In reply to my comments posted under Linda Stamato’s op-ed Under Trump, ask not what you can do for your country. He doesn't care (see yesterday's post), a correspondent replied regarding my position:
There will be few takers.The wealthy are the only ones who can afford to,and you can bet that most of them are not willing to live under Spartan conditions to help people in 3rd world countries.As I mentioned earlier.1 of our former neighbors sons went to Africa with the Peace Corp after college.If he had to fund it himself he couldn't have afforded it.The airfare along would have made it a no-go. [sic]
The assumption underlying this rebuttal is both disturbing and corrupt. Have we now reached the point in America where not being able to afford something automatically entitles you to other people’s wallets? Are we now a pick-pocket nation? It seems so, at least in many people’s minds.
If the neighbor of bayshore lady, the correspondent, couldn’t afford to go, why not get a job, save up, and pay for the trip himself? Is self-responsibility now dead? Presumably, his college education qualified him for a remunerative job.

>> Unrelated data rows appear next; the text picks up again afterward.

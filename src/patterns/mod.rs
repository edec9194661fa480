//! The authored tactical templates and the expanded pattern library.
//!
//! Every template is a `u32` in case layout (three row bytes, row 1
//! highest) with a 4-bit applicable-symmetry nibble at bits 24..28.
//! Cell boxes inside a template code mean:
//!
//! - `0b00`: must be empty on the live board
//! - `0b01`: don't care (excluded from the comparison mask)
//! - `0b10`: owned by the line holder
//! - `0b11`: candidate response cell (`Mark::Target`)
//!
//! A [`TemplateTriple`] derives three concrete pattern sets from one
//! code: **won** keeps the owned cells as the user's mark, **lost**
//! turns them into the engine's mark, and **mask** selects every cell
//! the comparison must consider. Each set is expanded into its full
//! symmetry orbit once, at first use of the library, and shared
//! read-only afterwards.

use std::sync::OnceLock;

use smallvec::SmallVec;

use crate::board::{expand_orbit, Board};

/// The nine cell boxes of the case layout.
const CELLS: u32 = 0x003F_3F3F;
/// The applicable-symmetry nibble.
const FLAGS: u32 = 0x0F00_0000;

/// Completed-line templates: the middle row/column and diagonals
/// (rotate-1 + rotate-2), and the four border lines (rotate-2 +
/// rotate-4). Used for result detection.
const LINE_CODES: [u32; 2] = [
    0b0011_00011001_00011001_00011001,
    0b0110_00100101_00100101_00100101,
];

/// One-gap line templates: two owned cells plus a single candidate on
/// the same line. Center-line and border-line families, with the gap in
/// the middle of the line or at its end.
const THREAT_CODES: [u32; 4] = [
    0b0011_00011001_00011101_00011001,
    0b0111_00011001_00011001_00011101,
    0b0110_00100101_00110101_00100101,
    0b1110_00100101_00100101_00110101,
];

/// Two-gap tactical templates (fork building and fork blocking). These
/// pin most cells exactly, including cells that must still be empty.
const FORK_CODES: [u32; 8] = [
    0b1110_00010111_00011010_00000100,
    0b1110_00010111_00011000_00000110,
    0b1110_00010111_00010010_00100100,
    0b1110_00010111_00010000_00100110,
    0b0110_00001011_00010110_00010100,
    0b0110_00100011_00010110_00010100,
    0b0110_00001011_00010100_00010110,
    0b0110_00100011_00010100_00010110,
];

/// Exact opening continuations: the empty board (respond corner or
/// center), the center already taken (respond corner), and a lone ring
/// mark (respond center).
const OPENING_CODES: [u32; 3] = [
    0b0000_00110011_00001100_00110011,
    0b0000_00110011_00001000_00110011,
    0b0111_00001000_00001100_00000000,
];

/// Mask matching every cell, paired with the opening templates.
const FULL_MASK_CODE: u32 = 0b1111_00111111_00111111_00111111;

/// One authored template code plus its pre-expanded symmetry orbit.
#[derive(Clone, Debug)]
pub struct PatternSet {
    code: u32,
    boards: SmallVec<[Board; 16]>,
}

impl PatternSet {
    fn new(code: u32) -> Self {
        let code = code & (CELLS | FLAGS);
        let seed = Board::from_case(code & CELLS);
        let boards = expand_orbit(seed, (code & FLAGS) >> 24);
        Self { code, boards }
    }

    /// The authored code (cells + symmetry nibble).
    #[must_use]
    pub fn code(&self) -> u32 {
        self.code
    }

    /// Every concrete orientation of this template.
    #[must_use]
    pub fn boards(&self) -> &[Board] {
        &self.boards
    }
}

/// Won/Lost/Mask pattern sets derived from one template code.
#[derive(Clone, Debug)]
pub struct TemplateTriple {
    /// Owned cells as the user's mark: matches the user's line.
    pub won: PatternSet,
    /// Owned cells as the engine's mark: matches the engine's line.
    pub lost: PatternSet,
    /// Cells the comparison must consider (don't-cares excluded).
    pub mask: PatternSet,
}

impl TemplateTriple {
    fn new(code: u32) -> Self {
        Self {
            won: PatternSet::new(remap(code, |b| if b == 0b01 { 0b00 } else { b })),
            lost: PatternSet::new(remap(code, |b| match b {
                0b01 => 0b00,
                0b10 => 0b01,
                other => other,
            })),
            mask: PatternSet::new(remap(code, |b| if b == 0b01 { 0b00 } else { 0b11 })),
        }
    }
}

/// Apply a 2-bit-box transform to every cell box of a template code,
/// preserving the symmetry nibble.
fn remap(code: u32, f: impl Fn(u32) -> u32) -> u32 {
    let mut cells = 0;
    for i in 0..11 {
        cells |= f((code >> (2 * i)) & 0b11) << (2 * i);
    }
    (cells & CELLS) | (code & FLAGS)
}

/// The fixed, priority-ordered tactical pattern library.
///
/// Built once per process behind [`PatternLibrary::global`]; the orbit
/// arrays are immutable afterwards and safe to share across games and
/// concurrent tests without locking.
#[derive(Debug)]
pub struct PatternLibrary {
    /// Completed lines, for result detection.
    pub lines: Vec<TemplateTriple>,
    /// One-gap lines: immediate win/loss threats.
    pub threats: Vec<TemplateTriple>,
    /// Two-gap tactical situations.
    pub forks: Vec<TemplateTriple>,
    /// Exact opening continuations.
    pub openings: Vec<PatternSet>,
    /// The all-cells mask used with `openings`.
    pub full_mask: PatternSet,
}

impl PatternLibrary {
    fn build() -> Self {
        Self {
            lines: LINE_CODES.iter().map(|&c| TemplateTriple::new(c)).collect(),
            threats: THREAT_CODES.iter().map(|&c| TemplateTriple::new(c)).collect(),
            forks: FORK_CODES.iter().map(|&c| TemplateTriple::new(c)).collect(),
            openings: OPENING_CODES.iter().map(|&c| PatternSet::new(c)).collect(),
            full_mask: PatternSet::new(FULL_MASK_CODE),
        }
    }

    /// The process-wide library, built on first access.
    #[must_use]
    pub fn global() -> &'static PatternLibrary {
        static LIBRARY: OnceLock<PatternLibrary> = OnceLock::new();
        LIBRARY.get_or_init(Self::build)
    }
}

#[cfg(test)]
mod tests {
    use super::*;
    use crate::board::Mark;

    #[test]
    fn test_library_group_sizes() {
        let library = PatternLibrary::global();
        assert_eq!(library.lines.len(), 2);
        assert_eq!(library.threats.len(), 4);
        assert_eq!(library.forks.len(), 8);
        assert_eq!(library.openings.len(), 3);

        // The symmetry nibble survives every remapping.
        assert_eq!(library.lines[0].won.code() & FLAGS, 0b0011 << 24);
        assert_eq!(library.lines[0].mask.code() & FLAGS, 0b0011 << 24);
        assert_eq!(library.full_mask.code() & FLAGS, 0b1111 << 24);
    }

    #[test]
    fn test_orbit_sizes_follow_symmetry_nibbles() {
        let library = PatternLibrary::global();

        assert_eq!(library.lines[0].won.boards().len(), 4); // 0b0011
        assert_eq!(library.lines[1].won.boards().len(), 4); // 0b0110
        assert_eq!(library.threats[1].won.boards().len(), 8); // 0b0111
        assert_eq!(library.threats[3].won.boards().len(), 8); // 0b1110
        assert_eq!(library.openings[0].boards().len(), 1); // 0b0000
        assert_eq!(library.openings[2].boards().len(), 8); // 0b0111
        assert_eq!(library.full_mask.boards().len(), 16); // 0b1111
    }

    #[test]
    fn test_triple_sets_share_orbit_length() {
        for triple in &PatternLibrary::global().threats {
            assert_eq!(triple.won.boards().len(), triple.lost.boards().len());
            assert_eq!(triple.won.boards().len(), triple.mask.boards().len());
        }
    }

    #[test]
    fn test_line_remap_marks() {
        // The center-line template owns the middle column.
        let triple = &PatternLibrary::global().lines[0];
        let won = triple.won.boards()[0];
        let lost = triple.lost.boards()[0];
        let mask = triple.mask.boards()[0];

        assert_eq!(won.cells_with(Mark::Nought).as_slice(), &[2, 5, 8]);
        assert_eq!(lost.cells_with(Mark::Cross).as_slice(), &[2, 5, 8]);
        // Don't-care side columns are excluded from the mask.
        assert_eq!(mask.cells_with(Mark::Target).as_slice(), &[2, 5, 8]);
        assert_eq!(mask.cells_with(Mark::Empty).len(), 6);
    }

    #[test]
    fn test_threat_template_has_single_target() {
        for triple in &PatternLibrary::global().threats {
            for board in triple.won.boards() {
                assert_eq!(board.cells_with(Mark::Target).len(), 1);
                assert_eq!(board.cells_with(Mark::Nought).len(), 2);
            }
            for board in triple.lost.boards() {
                assert_eq!(board.cells_with(Mark::Target).len(), 1);
                assert_eq!(board.cells_with(Mark::Cross).len(), 2);
            }
        }
    }

    #[test]
    fn test_line_orbits_cover_all_eight_lines() {
        // Between them the two completed-line templates describe all 8
        // winning lines of the grid.
        let library = PatternLibrary::global();
        let mut lines: Vec<Vec<usize>> = Vec::new();
        for triple in &library.lines {
            for board in triple.won.boards() {
                let mut cells: Vec<usize> = board.cells_with(Mark::Nought).into_vec();
                cells.sort_unstable();
                lines.push(cells);
            }
        }
        lines.sort();
        lines.dedup();

        let mut expected = vec![
            vec![1, 2, 3],
            vec![4, 5, 6],
            vec![7, 8, 9],
            vec![1, 4, 7],
            vec![2, 5, 8],
            vec![3, 6, 9],
            vec![1, 5, 9],
            vec![3, 5, 7],
        ];
        expected.sort();
        assert_eq!(lines, expected);
    }

    #[test]
    fn test_full_mask_considers_every_cell() {
        for board in PatternLibrary::global().full_mask.boards() {
            assert_eq!(board.cells_with(Mark::Target).len(), 9);
        }
    }

    #[test]
    fn test_opening_templates() {
        let library = PatternLibrary::global();

        // Empty board: corners and center are candidates.
        let first = library.openings[0].boards()[0];
        assert_eq!(first.cells_with(Mark::Target).as_slice(), &[1, 3, 5, 7, 9]);
        assert_eq!(first.cells_with(Mark::Empty).as_slice(), &[2, 4, 6, 8]);

        // Center taken by the user: corners are candidates.
        let second = library.openings[1].boards()[0];
        assert_eq!(second.cells_with(Mark::Nought).as_slice(), &[5]);
        assert_eq!(second.cells_with(Mark::Target).as_slice(), &[1, 3, 7, 9]);

        // A lone ring mark: the center is the single candidate, in
        // every orientation.
        for board in library.openings[2].boards() {
            assert_eq!(board.cells_with(Mark::Target).as_slice(), &[5]);
            assert_eq!(board.cells_with(Mark::Nought).len(), 1);
        }
    }
}
//! The seeded tie-break source.
//!
//! A matched template often names several equally good candidate
//! cells; the single random draw that picks between them is the only
//! nondeterminism in the whole engine. Routing it through a seeded
//! generator makes a full game a pure function of `(mode, seed, user
//! moves)`, which the replay tests rely on, and the word-position
//! checkpoint lets a game be snapshotted mid-stream without storing
//! the draw history.
//!
//! ```
//! use tictactoe_engine::GameRng;
//!
//! let mut rng = GameRng::new(42);
//! let mut replay = GameRng::new(42);
//! assert_eq!(rng.choose(&[1, 3, 7, 9]), replay.choose(&[1, 3, 7, 9]));
//! ```

use rand::{Rng, SeedableRng};
use rand_chacha::ChaCha8Rng;
use serde::{Deserialize, Serialize};

/// Deterministic RNG used to break ties between candidate cells.
///
/// Uses ChaCha8 for speed while maintaining cryptographic quality
/// randomness.
#[derive(Clone, Debug)]
pub struct GameRng {
    inner: ChaCha8Rng,
    seed: u64,
}

impl GameRng {
    /// Create a new RNG with the given seed.
    #[must_use]
    pub fn new(seed: u64) -> Self {
        Self {
            inner: ChaCha8Rng::seed_from_u64(seed),
            seed,
        }
    }

    /// Generate a random usize in the given range.
    pub fn gen_range(&mut self, range: std::ops::Range<usize>) -> usize {
        self.inner.gen_range(range)
    }

    /// Choose a random element from a slice.
    #[must_use]
    pub fn choose<'a, T>(&mut self, slice: &'a [T]) -> Option<&'a T> {
        use rand::seq::SliceRandom;
        slice.choose(&mut self.inner)
    }

    /// Get the current state for serialization.
    #[must_use]
    pub fn state(&self) -> GameRngState {
        GameRngState {
            seed: self.seed,
            word_pos: self.inner.get_word_pos(),
        }
    }

    /// Restore from a saved state.
    #[must_use]
    pub fn from_state(state: &GameRngState) -> Self {
        let mut inner = ChaCha8Rng::seed_from_u64(state.seed);
        inner.set_word_pos(state.word_pos);
        Self {
            inner,
            seed: state.seed,
        }
    }
}

/// Serializable RNG state for checkpointing.
///
/// Uses ChaCha8 word position for O(1) serialization regardless of
/// how many random numbers have been generated.
#[derive(Clone, Debug, PartialEq, Eq, Serialize, Deserialize)]
pub struct GameRngState {
    /// Original seed
    pub seed: u64,
    /// ChaCha8 word position (128-bit counter)
    pub word_pos: u128,
}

Some would probably respond, “But he’s not doing this for himself. He’s selflessly serving others.” First of all, if he’s doing it selflessly, shame on him. The measure of a person’s moral character is determined by his level of self-support and responsibility. It’s easy to give up self-responsibility—to selflessly serve others. Selflessness is self-denial—a betrayal of one’s own life requirements, values, and convictions, as if they don’t count. Lack of integrity is not an admirable character trait.
If a Peace Corp stint means so much to him—if, for example, he wants to score “altruistic” points he thinks will pump up his job résumé—then if he had integrity he’d do it on his own, or with voluntary contributions from like-minded people like bayshore lady. Not being able to afford the cost of his altruistic venture does not justify using the government as his hired gun to secure funding any more than not being able to afford a meal at Ruth’s Chris Steak House justifies it. But then, that is the predatory nature of altruism. An young American who thinks needy Africans have a moral claim on his life and time will necessarily believe his need is a moral claim on the wallets of his fellow Americans.
Stamato condemns Trump’s Peace Corp funding cutbacks as “promoting self-regard.” But if we had more self-regard, we would have more regard for others and less incentive to prey on them.